What Are the Tax Benefits?
Each payment can be “written off” Dr. Howard’s income taxes for that year, because Oley is a charitable organization. (Technically speaking, the policy is set up such that the Oley Foundation will be invoiced for the payments and Dr. Howard will reimburse Oley. Dr. Howard was advised to set it up this way, so it is clear that the payments directly benefit a charitable organization and thus are income tax deductible.)
In addition, by giving the money to Oley while she is living, Dr. Howard has reduced the amount of her taxable estate -- avoiding death/estate taxes which can run as steep as 55 percent.
What Are the Other Benefits?
This type of bequest allows Dr. Howard, who is 62 but in good shape, to make a sizable gift to Oley that she could not otherwise afford. It helps her meet her goal to contribute significantly to Oley’s long-term stability.
Why Not Give the Money Directly to Oley for It to Invest?
One unquestionable benefit of putting the money into life insurance, rather than giving it directly to Oley, is to relieve Oley of the burden and responsibility of investing the money.
Otherwise it’s a calculated risk. The life insurance policy payments and benefits are based on statistics that estimate Dr. Howard will live another 25 years or so. (The insurance company is willing to pay $500,000 when Dr. Howard dies, because they know an average woman’s life expectancy is 87 years. This is enough time for the insurance company to make $500,000 and more from her $115,000 down payment over the next 9 years.)

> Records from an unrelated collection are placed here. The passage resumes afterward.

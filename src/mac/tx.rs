//! Sender path: upper layer polling, RTS, DATA, fragment trains and their
//! acknowledgement waits

use log::{debug, info, warn};
use rand_core::RngCore;

use crate::error::{FrameError, MacError};
use crate::frame::{self, EncodedFrame, Frame, FrameFields, FrameKind, rates::CONTROL_ENCODING};
use crate::link::{PhyLink, TailKind, UpperLink, UpperPoll};
use crate::timer::Timer;
use super::{Dcf, MacState, Step};

/// Payload at the head of the upper layer queue and its retry state
#[derive(Debug, Clone, PartialEq)]
pub(crate) struct TxJob {
    pub payload: Vec<u8>,
    /// Retransmissions left before the payload is dropped
    pub retries_left: u32,
    /// Previous attempt went unacknowledged, resend as DATA_RETX
    pub failed: bool,
}

impl <P, U, T, R> Dcf<P, U, T, R>
where
    P: PhyLink,
    U: UpperLink,
    T: Timer,
    R: RngCore,
{
    /// Check the upper layer for something to send
    pub(super) fn poll_upper(&mut self) -> Result<Option<Step>, MacError> {
        match self.upper.poll()? {
            UpperPoll::Payload(p) => {
                let fresh = self.job.as_ref().map(|j| j.payload != p).unwrap_or(true);
                if fresh {
                    debug!("New payload of {} bytes", p.len());
                    self.job = Some(TxJob{ payload: p, retries_left: self.config.retx_max, failed: false });
                }
                Ok(Some((MacState::WaitForNav, "DATA to send")))
            },
            UpperPoll::Beacon => {
                self.beaconing = true;
                Ok(Some((MacState::TransmittingRts, "beacon due")))
            },
            UpperPoll::Empty => Ok(None),
        }
    }

    /// Encode a frame and hand it to the PHY
    fn send(&mut self, kind: FrameKind, fields: &FrameFields, encoding: usize) -> Result<EncodedFrame, MacError> {
        let f = self.codec.encode(kind, fields, encoding)?;
        self.phy.transmit(&f.bytes, encoding as u8, self.timer.ticks_us())?;
        Ok(f)
    }

    /// Close out the current payload, successful or not
    fn finish_job(&mut self) {
        self.job = None;
        self.train.clear();
        self.frag = 0;
        self.last_fragment = false;

        self.seq = frame::next_seq(self.seq);

        self.tx_attempts = 0;
        self.backoff_slots = 0;
        self.frozen = false;
        self.busy_in_difs = false;
        self.cts_failed = false;
    }

    /// Remove an undeliverable payload from the upper layer
    fn drop_job(&mut self, reason: &str) -> Result<(), MacError> {
        warn!("Dropping payload (seq {}): {}", self.seq, reason);

        self.upper.remove()?;
        self.stats.drops = self.stats.drops.saturating_add(1);
        self.rate_update(false);
        self.finish_job();

        Ok(())
    }

    fn acknowledged(&mut self) -> Result<(), MacError> {
        self.upper.remove()?;
        self.rate_update(true);
        self.finish_job();
        Ok(())
    }

    pub(super) fn transmit_rts(&mut self) -> Result<Step, MacError> {
        if self.beaconing {
            self.beaconing = false;

            let fields = FrameFields {
                source: self.address,
                seq: self.seq,
                timestamp: self.timer.ticks_us(),
                beacon_interval: self.config.beacon_interval,
                ssid: &self.config.ssid,
                ..Default::default()
            };
            let f = self.codec.encode(FrameKind::Beacon, &fields, self.encoding)?;
            self.phy.transmit(&f.bytes, self.encoding as u8, fields.timestamp)?;
            info!("TX BEACON from {} (interval {:?}, seq {})", self.address, self.config.beacon_interval, self.seq);

            self.upper.remove()?;
            self.seq = frame::next_seq(self.seq);

            return Ok((MacState::Idle, "beacon sent"));
        }

        let len = match &self.job {
            Some(j) => j.payload.len(),
            None => return Ok((MacState::Idle, "no payload")),
        };

        if !self.config.rts || len <= self.config.rts_threshold {
            return Ok((MacState::TransmittingUnicast, "no RTS needed"));
        }

        let data_fields = FrameFields {
            source: self.address,
            destination: self.destination,
            payload: self.job.as_ref().map(|j| &j.payload[..]).unwrap_or(&[]),
            ..Default::default()
        };
        let t_data = match self.codec.encode(FrameKind::Data, &data_fields, self.encoding) {
            Ok(f) => f.airtime_us,
            // Oversized payloads are fragmented, reserve for the largest frame
            Err(FrameError::FrameTooLarge(_)) => self.timing.t_data_max_us,
            Err(e) => return Err(e.into()),
        };

        let fields = FrameFields {
            source: self.address,
            destination: self.destination,
            reservation_us: self.timing.rts_reservation_us(t_data),
            ..Default::default()
        };
        let f = self.send(FrameKind::Rts, &fields, CONTROL_ENCODING)?;
        info!("TX RTS {} -> {} (duration {} us)", self.address, self.destination, f.duration);

        self.wait_remaining = self.timing.sifs;

        Ok((MacState::WaitingForCts, "RTS sent"))
    }

    pub(super) fn wait_for_cts(&mut self) -> Result<Step, MacError> {
        let start = self.timer.now();
        let cts = match self.poll_frame(TailKind::Cts)? {
            Some(Frame::Cts(c)) => Some(c),
            _ => None,
        };
        let open = self.wait_slot(start)?;

        if let Some(cts) = cts {
            if cts.receiver == self.address {
                info!("RX CTS for {} (duration {} us)", cts.receiver, cts.duration);
                self.tx_attempts = 0;
                self.cts_failed = false;
                return Ok((MacState::TransmittingUnicast, "CTS received"));
            }

            debug!("Overheard CTS to {}, aborting", cts.receiver);
            self.overheard(cts.duration);
            return Ok((MacState::Idle, "CTS captured"));
        }

        if open {
            return Ok((MacState::WaitingForCts, "CTS not received yet"));
        }

        warn!("CTS timeout (seq {})", self.seq);
        self.stats.cts_timeouts = self.stats.cts_timeouts.saturating_add(1);

        let exhausted = match self.job.as_mut() {
            Some(j) if j.retries_left > 0 => {
                j.retries_left -= 1;
                false
            },
            _ => true,
        };
        if exhausted {
            self.drop_job("no CTS after all retries")?;
            return Ok((MacState::Idle, "CTS not received, retries exhausted"));
        }

        self.tx_attempts = self.tx_attempts.saturating_add(1);
        self.backoff_slots = self.backoff.retry(self.tx_attempts, self.config.cw_min);
        self.cts_failed = true;
        debug!("Backoff window {} slots", self.backoff_slots);

        Ok((MacState::Idle, "CTS not received"))
    }

    pub(super) fn transmit_unicast(&mut self) -> Result<Step, MacError> {
        let job = match self.job.take() {
            Some(j) => j,
            None => return Ok((MacState::Idle, "no payload")),
        };

        if job.payload.len() > self.config.frag_threshold {
            self.train = frame::fragment(&job.payload, self.config.frag_threshold).into();
            self.frag = 0;
            self.last_fragment = false;
            self.job = Some(job);
            return Ok((MacState::TransmittingFragment, "payload above fragmentation threshold"));
        }

        let kind = if job.failed { FrameKind::DataRetx } else { FrameKind::Data };
        let fields = FrameFields {
            source: self.address,
            destination: self.destination,
            seq: self.seq,
            payload: &job.payload,
            ..Default::default()
        };
        let sent = self.send(kind, &fields, self.encoding);

        let len = job.payload.len();
        self.job = Some(job);
        sent?;

        info!("TX {} {} -> {} (seq {}, {} bytes){}", kind, self.address, self.destination, self.seq,
            len, if kind == FrameKind::DataRetx { " [RETX]" } else { "" });

        if kind == FrameKind::DataRetx {
            self.stats.data_retx = self.stats.data_retx.saturating_add(1);
        } else {
            self.stats.data_tx = self.stats.data_tx.saturating_add(1);
        }

        self.wait_remaining = self.timing.ack_timeout;

        Ok((MacState::WaitingForAck, "DATA sent"))
    }

    pub(super) fn wait_for_ack(&mut self) -> Result<Step, MacError> {
        let start = self.timer.now();
        let acked = self.poll_ack()?;
        let open = self.wait_slot(start)?;

        if acked {
            info!("RX ACK for {} (seq {})", self.address, self.seq);
            self.acknowledged()?;
            return Ok((MacState::Idle, "ACK received"));
        }

        if open {
            return Ok((MacState::WaitingForAck, "ACK not received yet"));
        }

        self.stats.ack_timeouts = self.stats.ack_timeouts.saturating_add(1);

        if self.config.retx_max == 0 {
            self.drop_job("no ACK, retransmission disabled")?;
            return Ok((MacState::Idle, "ACK not received"));
        }

        match self.job.as_mut() {
            Some(j) if j.retries_left > 0 => {
                j.retries_left -= 1;
                j.failed = true;
                warn!("ACK timeout (seq {}, retries left {})", self.seq, j.retries_left);
                Ok((MacState::Idle, "ACK not received"))
            },
            _ => {
                self.drop_job("no ACK after all retries")?;
                Ok((MacState::Idle, "ACK not received, retries exhausted"))
            },
        }
    }

    pub(super) fn transmit_fragment(&mut self) -> Result<Step, MacError> {
        let payload = match self.train.pop_front() {
            Some(p) => p,
            None => return Ok((MacState::Idle, "no fragments")),
        };

        self.last_fragment = self.train.is_empty();
        let kind = if self.last_fragment { FrameKind::Data } else { FrameKind::DataFrag };

        let fields = FrameFields {
            source: self.address,
            destination: self.destination,
            seq: self.seq,
            frag: self.frag,
            payload: &payload,
            ..Default::default()
        };
        self.send(kind, &fields, self.encoding)?;
        info!("TX {} {} -> {} (seq {}, frag {}, {} bytes)", kind, self.address, self.destination,
            self.seq, self.frag, payload.len());

        self.stats.data_tx = self.stats.data_tx.saturating_add(1);
        self.frag = (self.frag + 1) & 0x0f;
        self.wait_remaining = self.timing.sifs;

        Ok((MacState::WaitAckFragment, "fragment sent"))
    }

    pub(super) fn wait_ack_fragment(&mut self) -> Result<Step, MacError> {
        let start = self.timer.now();
        let acked = self.poll_ack()?;
        let open = self.wait_slot(start)?;

        if acked {
            if self.last_fragment {
                info!("All fragments acknowledged (seq {})", self.seq);
                self.acknowledged()?;
                return Ok((MacState::Idle, "all fragments acknowledged"));
            }
            self.backoff_slots = 0;
            return Ok((MacState::TransmittingFragment, "fragment acknowledged"));
        }

        if open {
            return Ok((MacState::WaitAckFragment, "ACK not received yet"));
        }

        self.stats.ack_timeouts = self.stats.ack_timeouts.saturating_add(1);
        self.drop_job("fragment not acknowledged")?;

        Ok((MacState::Idle, "fragment ACK not received"))
    }

    /// Poll for an ACK addressed to this station
    fn poll_ack(&mut self) -> Result<bool, MacError> {
        match self.poll_frame(TailKind::Ack)? {
            Some(Frame::Ack(a)) if a.receiver == self.address => {
                self.stats.ack_rx = self.stats.ack_rx.saturating_add(1);
                Ok(true)
            },
            Some(f) => {
                debug!("Ignoring {} to {}", f.kind(), f.receiver());
                Ok(false)
            },
            None => Ok(false),
        }
    }
}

The obvious drawback to this approach, is that Oley receives no money until Dr. Howard dies.
What if She Dies Early, or Doesn’t Make the Payments?
If Dr. Howard dies before making all nine annual payments, but has kept up to date with the payment schedule, the full $500,000 will go to Oley upon her death.
If the insurance company does not receive the payments while Dr. Howard is still alive (say Dr. Howard becomes financially devastated or incapacitated), the Oley Foundation will receive only a small settlement upon her death. Having the Foundation invoiced for the payments helps avoid this from happening. If Dr. Howard doesn’t make a payment, Oley would have the option of making the payment for her in order to keep the policy viable.
Why Did She Make the Gift Now?
At age 62, Dr. Howard has led the Division of Clinical Nutrition at Albany Medical Center for 27 years and has been on the Oley board since its inception in 1983. She is looking forward to retiring soon. She chose to make her gift now so she can continue to stand behind Oley financially, but operationally speaking, she can back off. Dr. Howard is proud of what the Foundation has accomplished. The Oley Foundation has been through many financial ups and down, but through it all has remained a tenacious, vivid and caring organization. As she put it, “Oley has won its stripes. It is a survivor, just as much as its members are survivors. Kicking off an endowment campaign is a perfect way to help Oley be here for homePEN consumers for years to come.”